In years past, I would go to student art shows and say "cool" or "oh that's interesting" as if I'm a soccer mom attending her seven-year-old's art showcase. It's definitely unjust of me to put the two contrasting age groups into one category in terms of skill level, but at the time, I couldn't help it. To me, there were only the two categories of professional and etc. After setting up my own exhibition, however, I've come to appreciate the thought process of an Art V student. It's more complex and considerate of materials and space. Rather than focusing on the art work itself, I find that the presentation holds just as much value as the portfolio.
What would you do differently if you had the opportunity to do it over?
After my show, I really began to appreciate how space was utilized. If I could do it all over again, I would put more time into creating a certain tone with my decor and displays that match the theme #Wholesome.
If you had unlimited time and resources, what else would you have done to complete your show?
I probably would've brought it to a different exhibition area. Maybe I'll rent out a space at the Visual Art Center of Richmond to make it more convincing. Something about a school setting almost degrades the art to me (refer back to soccer mom example).

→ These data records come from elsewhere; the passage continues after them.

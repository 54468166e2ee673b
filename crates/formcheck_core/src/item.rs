//! The candidate record under validation.
//!
//! An [`Item`] mirrors a web form: every field is optional because the user
//! may have left it blank, and nothing is enforced at construction time.
//! All constraints live in the rule layer; the type itself stays inert.

use serde::{Deserialize, Serialize};

/// A catalog item as submitted from a form or API payload.
///
/// No invariants are enforced here — an `Item` with a missing name or a
/// negative price is representable on purpose, so that validation can report
/// every problem instead of failing at the first one. Validators take the
/// item by reference and never mutate it.
///
/// # Example
///
/// ```rust
/// use formcheck_core::Item;
///
/// let item = Item {
///     id: None,
///     item_name: Some("notebook".to_string()),
///     price: Some(1200),
///     quantity: Some(20),
/// };
/// assert_eq!(item.item_name.as_deref(), Some("notebook"));
/// ```
#[derive(Debug, Clone, Default, PartialEq, Eq, Serialize, Deserialize)]
#[serde(rename_all = "camelCase")]
pub struct Item {
    /// Identifier assigned by the store; absent for new records
    #[serde(default, skip_serializing_if = "Option::is_none")]
    pub id: Option<u64>,

    /// Display name; may be empty or missing in raw input
    #[serde(default)]
    pub item_name: Option<String>,

    /// Unit price; bounds are checked by the rule set, not here
    #[serde(default)]
    pub price: Option<i32>,

    /// Ordered quantity; bounds are checked by the rule set, not here
    #[serde(default)]
    pub quantity: Option<i32>,
}

impl Item {
    /// Object name used when composing message codes for this record type.
    pub const OBJECT_NAME: &'static str = "item";

    /// Creates an item with every field absent.
    pub fn new() -> Self {
        Self::default()
    }

    /// Returns true when the name field contains at least one
    /// non-whitespace character.
    pub fn has_name(&self) -> bool {
        self.item_name
            .as_deref()
            .is_some_and(|name| !name.trim().is_empty())
    }

    /// Widened total of `price * quantity`, when both fields are present.
    ///
    /// The product is computed in `i64` so that no pair of `i32` inputs can
    /// wrap around.
    pub fn total_price(&self) -> Option<i64> {
        match (self.price, self.quantity) {
            (Some(price), Some(quantity)) => Some(i64::from(price) * i64::from(quantity)),
            _ => None,
        }
    }
}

What was the overall value of this experience for you?
I'm the type of person who gets in her head a lot. If someone tells me something is hard, it'll be near impossible to convince me otherwise (totally irrational). This was the case prior to actually setting up my show. People told me how hard and stressful it was going to be, but I really enjoy managing and developing a concept/experience so it worked out for me. This exhibition has given me a lot to talk about and connect with my past experiences like the workshop at VMFA about exhibition design.

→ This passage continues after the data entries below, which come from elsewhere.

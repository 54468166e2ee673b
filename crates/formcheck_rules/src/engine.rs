//! Rule evaluation engine.
//!
//! The engine walks a [`RuleTable`] over a candidate item and collects every
//! violation. There is no short-circuiting between rules: the user sees all
//! problems from one submission, not just the first.

use crate::{RuleTable, table::ItemField};
use formcheck_core::{Item, ItemValidator, MessageArg, ValidationOutcome, Violation};
use formcheck_messages::MessageCodesResolver;
use tracing::debug;

/// Evaluates a rule table against item records.
///
/// Construction wires in a [`MessageCodesResolver`], so every emitted
/// violation already carries its resolved fallback chain and the caller can
/// render messages without re-deriving context. The engine holds no mutable
/// state; `validate` is pure with respect to the item and safe to call from
/// any number of threads.
///
/// # Example
///
/// ```rust
/// use formcheck_core::ItemBuilder;
/// use formcheck_rules::RuleEngine;
///
/// let engine = RuleEngine::new();
/// let item = ItemBuilder::new().price(999).quantity(20).build();
///
/// let outcome = engine.validate(&item);
/// let price_violation = outcome.field_violations("price").next().unwrap();
/// assert_eq!(price_violation.code, "range");
/// assert_eq!(price_violation.resolved_codes[0], "range.item.price");
/// ```
#[derive(Debug, Clone)]
pub struct RuleEngine {
    table: RuleTable,
    resolver: MessageCodesResolver,
}

impl RuleEngine {
    /// Creates an engine over the canonical item rule set.
    pub fn new() -> Self {
        Self::with_table(RuleTable::standard())
    }

    /// Creates an engine over a caller-supplied rule table.
    ///
    /// A blank object name (possible in a hand-edited table file) is
    /// normalized to the default so code chains stay well-formed.
    pub fn with_table(mut table: RuleTable) -> Self {
        if table.object_name.trim().is_empty() {
            table.object_name = Item::OBJECT_NAME.to_string();
        }
        Self {
            table,
            resolver: MessageCodesResolver::new(),
        }
    }

    /// The rule table this engine evaluates.
    pub fn table(&self) -> &RuleTable {
        &self.table
    }

    /// Evaluates every rule and returns the collected violations.
    ///
    /// An empty outcome means the item passed. The item is never mutated,
    /// and repeated calls on the same item yield identical outcomes.
    pub fn validate(&self, item: &Item) -> ValidationOutcome {
        let mut outcome = ValidationOutcome::new();

        for rule in &self.table.field_rules {
            if let Some(arguments) = rule.check(item) {
                outcome.push(self.field_violation(rule.code(), rule.field(), arguments));
            }
        }

        for rule in &self.table.record_rules {
            if let Some(arguments) = rule.check(item) {
                let codes = self
                    .resolver
                    .resolve_record(rule.code(), &self.table.object_name)
                    .expect("rule codes and object names are non-empty");
                outcome.push(
                    Violation::record(rule.code())
                        .with_arguments(arguments)
                        .with_resolved_codes(codes),
                );
            }
        }

        debug!(
            object = %self.table.object_name,
            violations = outcome.len(),
            "rule evaluation complete"
        );
        outcome
    }

    fn field_violation(
        &self,
        code: &str,
        field: ItemField,
        arguments: Vec<MessageArg>,
    ) -> Violation {
        let codes = self
            .resolver
            .resolve_field(code, &self.table.object_name, field.name(), field.type_name())
            .expect("rule codes, field names and object names are non-empty");
        Violation::field(field.name(), code)
            .with_arguments(arguments)
            .with_resolved_codes(codes)
    }
}

impl Default for RuleEngine {
    fn default() -> Self {
        Self::new()
    }
}

impl ItemValidator for RuleEngine {
    fn validate(&self, item: &Item) -> ValidationOutcome {
        RuleEngine::validate(self, item)
    }

    fn supports(&self, object_name: &str) -> bool {
        object_name == self.table.object_name
    }
}

#[cfg(test)]
mod tests {
    use super::*;
    use formcheck_core::ItemBuilder;
    use pretty_assertions::assert_eq;

    #[test]
    fn test_valid_item_produces_empty_outcome() {
        let engine = RuleEngine::new();
        let item = ItemBuilder::new().name("notebook").price(1200).quantity(20).build();

        assert!(engine.validate(&item).is_valid());
    }

    #[test]
    fn test_all_rules_run_without_short_circuit() {
        let engine = RuleEngine::new();
        let item = Item::new();

        // Name, price and quantity all fail; the record rule is skipped
        // because its operands are absent.
        let outcome = engine.validate(&item);
        assert_eq!(outcome.len(), 3);

        let codes: Vec<&str> = outcome.violations().iter().map(|v| v.code.as_str()).collect();
        assert_eq!(codes, vec!["required", "range", "max"]);
    }

    #[test]
    fn test_violations_carry_resolved_chains() {
        let engine = RuleEngine::new();
        let item = ItemBuilder::new().price(999).quantity(20).build();

        let outcome = engine.validate(&item);
        let name = outcome.field_violations("itemName").next().unwrap();
        assert_eq!(
            name.resolved_codes,
            vec![
                "required.item.itemName",
                "required.itemName",
                "required.String",
                "required"
            ]
        );

        let price = outcome.field_violations("price").next().unwrap();
        assert_eq!(
            price.resolved_codes,
            vec!["range.item.price", "range.price", "range.i32", "range"]
        );
    }

    #[test]
    fn test_record_violation_for_low_total() {
        let engine = RuleEngine::new();
        let item = ItemBuilder::new().name("eraser").price(1000).quantity(5).build();

        let outcome = engine.validate(&item);
        assert_eq!(outcome.len(), 1);

        let violation = outcome.record_violations().next().unwrap();
        assert_eq!(violation.code, "totalPriceMin");
        assert_eq!(violation.arguments, vec![10_000.into(), 5_000.into()]);
        assert_eq!(
            violation.resolved_codes,
            vec!["totalPriceMin.item", "totalPriceMin"]
        );
    }

    #[test]
    fn test_validate_is_idempotent() {
        let engine = RuleEngine::new();
        let item = ItemBuilder::new().name(" ").price(50).quantity(-3).build();

        assert_eq!(engine.validate(&item), engine.validate(&item));
    }

    #[test]
    fn test_blank_object_name_is_normalized() {
        let engine = RuleEngine::with_table(RuleTable::new("  "));
        assert_eq!(engine.table().object_name, "item");
        assert!(engine.supports("item"));
    }
}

How could this process be enhanced for future Art 5 students?
I think it would be fun if the senior art show had more boundaries. It sounds counterintuitive, but treating the show like a Chopped competition where each person randomly picks a challenge such as an X amount for budget, or X amount of time to complete their show. I think it would be appealing for kids to push themselves rather than having overwhelming free reign.
What means did you use to promote your show, and how might you have promoted the show even better?

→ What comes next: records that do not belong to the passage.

use anyhow::{Context, Result};
use formcheck_messages::MessageCatalog;
use formcheck_parser::parse_file;
use formcheck_rules::{FormBinder, ItemForm, RuleEngine, RuleTable};
use std::collections::HashMap;
use std::path::Path;
use tracing::info;

use crate::output;

pub fn execute(
    form_path: &str,
    rules_path: Option<&str>,
    messages_path: Option<&str>,
    format: &str,
) -> Result<()> {
    info!("Validating item form: {}", form_path);

    // Parse the form file
    let form: ItemForm = parse_file(Path::new(form_path))
        .with_context(|| format!("Failed to parse form file: {}", form_path))?;

    // Rule table: standard unless a table file was supplied
    let table = match rules_path {
        Some(path) => {
            info!("Loading rule table: {}", path);
            parse_file::<RuleTable>(Path::new(path))
                .with_context(|| format!("Failed to parse rule table: {}", path))?
        }
        None => RuleTable::standard(),
    };

    // Message catalog: built-in messages unless a catalog file was supplied
    let catalog = match messages_path {
        Some(path) => {
            info!("Loading message catalog: {}", path);
            let messages = parse_file::<HashMap<String, String>>(Path::new(path))
                .with_context(|| format!("Failed to parse message catalog: {}", path))?;
            MessageCatalog::from_map(messages)
        }
        None => MessageCatalog::standard(),
    };

    output::print_info(&format!(
        "Form loaded: name={:?} price={:?} quantity={:?}",
        form.item_name, form.price, form.quantity
    ));

    // Bind raw input, then run the rule set over whatever parsed; binding
    // violations and rule violations are reported together.
    let bound = FormBinder::new().bind(&form);
    let engine = RuleEngine::with_table(table);

    let mut outcome = bound.violations;
    outcome.merge(engine.validate(&bound.item));

    output::print_outcome(&outcome, &catalog, format);

    if !outcome.is_valid() {
        std::process::exit(1);
    }

    Ok(())
}
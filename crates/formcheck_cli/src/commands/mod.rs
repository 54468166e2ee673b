pub mod codes;
pub mod init;
pub mod validate;
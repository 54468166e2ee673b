use anyhow::{Context, Result};
use tracing::info;

use crate::output;

/// Starter item form. Values are raw strings on purpose: forms carry user
/// text, and binding decides what parses.
const STARTER_FORM: &str = r#"# formcheck item form
itemName: notebook
price: "1200"
quantity: "20"
"#;

pub fn execute(output_path: Option<&str>) -> Result<()> {
    match output_path {
        Some(path) => {
            info!("Writing starter form to {}", path);
            std::fs::write(path, STARTER_FORM)
                .with_context(|| format!("Failed to write starter form: {}", path))?;
            output::print_success(&format!("Starter form written to {}", path));
        }
        None => {
            print!("{}", STARTER_FORM);
        }
    }

    Ok(())
}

I promoted it on my instagram with piece features and witty stories to reel people into coming. I also had a last minute commercial made which I found to be ineffective (overall, I find ads on the morning announcements to be pretty useless), but it was still something. I think if I had the show as a secret where people don't know what to expect, then they'll be reeled in out of curiosity.
How do you feel about the labeling system you used for the work on display?
I was rather proud of myself for the labeling because it was easy and sustainable. At first, I had tried to cut out the label the same size as the cardstock, but it was extremely tedious to cut it in a perfect size. Also, some chunks couldn't be sanded off. I ended up cutting the labels into a size bigger than my card stock and wrapping it. The edges were clean and professional.
What setbacks did you have to face, and what could have been done to remedy them?
I really didn't like how my artist statement printed out before it felt too small. I think it would've been interesting to paint the words on the wall but I would run the risk of uncleanliness and time consumption. My 4x6 promo card also printed on photo paper rather than cardstock; it wasn't a big deal, but if it were on more sustainable paper, then that would be ideal.